---------- EXTRACTED RECORDS

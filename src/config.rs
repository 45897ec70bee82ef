//! Allocator tunables. Every option is fixed at construction time and never
//! mutated afterwards; identical configurations yield identical behavior.

use crate::{align::WORD_SIZE, platform::PAGE_SIZE};

/// Policy employed when the current block has no headroom left for a pending
/// request.
#[derive(Clone, Copy, Debug, PartialEq, Eq)]
pub enum GrowPolicy {
    /// Request another block from the provider and keep going.
    GrowStorage,
    /// Fail the request with [`crate::Error::ReachedMemoryLimit`]. A smaller
    /// request may still succeed later.
    ReturnNull,
}

/// How the configured target size maps to the real block footprint.
#[derive(Clone, Copy, Debug, PartialEq, Eq)]
pub enum SizePolicy {
    /// The block must have at least `size` usable bytes: the footprint is
    /// `size` plus the block header, rounded up to the alignment.
    HaveAtLeastSizeBytes,
    /// The block must not exceed `size` bytes, headers included: the
    /// footprint is `size` rounded down to the alignment.
    NoMoreThanSizeBytes,
}

/// Which free region a free-list search settles on.
#[derive(Clone, Copy, Debug, PartialEq, Eq)]
pub enum Search {
    /// The first region that fits. Stops scanning as soon as one is found.
    FirstFit,
    /// The smallest region that fits. Scans the whole list.
    BestFit,
    /// The largest region that fits. Scans the whole list.
    WorstFit,
}

/// Tunables for [`crate::FreeList`], fixed at construction.
#[derive(Clone, Copy, Debug)]
pub struct FreeListConfig {
    /// Power of two alignment for the block start and every allocation.
    pub alignment: usize,
    /// Target block size in bytes, interpreted through `size_policy`.
    pub size: usize,
    pub size_policy: SizePolicy,
    pub grow_policy: GrowPolicy,
    pub search: Search,
}

/// The default fills exactly one provider page: word alignment, one page of
/// footprint, headers included.
impl Default for FreeListConfig {
    fn default() -> Self {
        Self {
            alignment: WORD_SIZE,
            size: PAGE_SIZE,
            size_policy: SizePolicy::NoMoreThanSizeBytes,
            grow_policy: GrowPolicy::GrowStorage,
            search: Search::FirstFit,
        }
    }
}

--------------------

ASSIGNED TASK
Output each line of the listing above that has "included".

RESPONSE TO THE EXERCISE
    /// The block must not exceed `size` bytes, headers included: the
/// footprint, headers included.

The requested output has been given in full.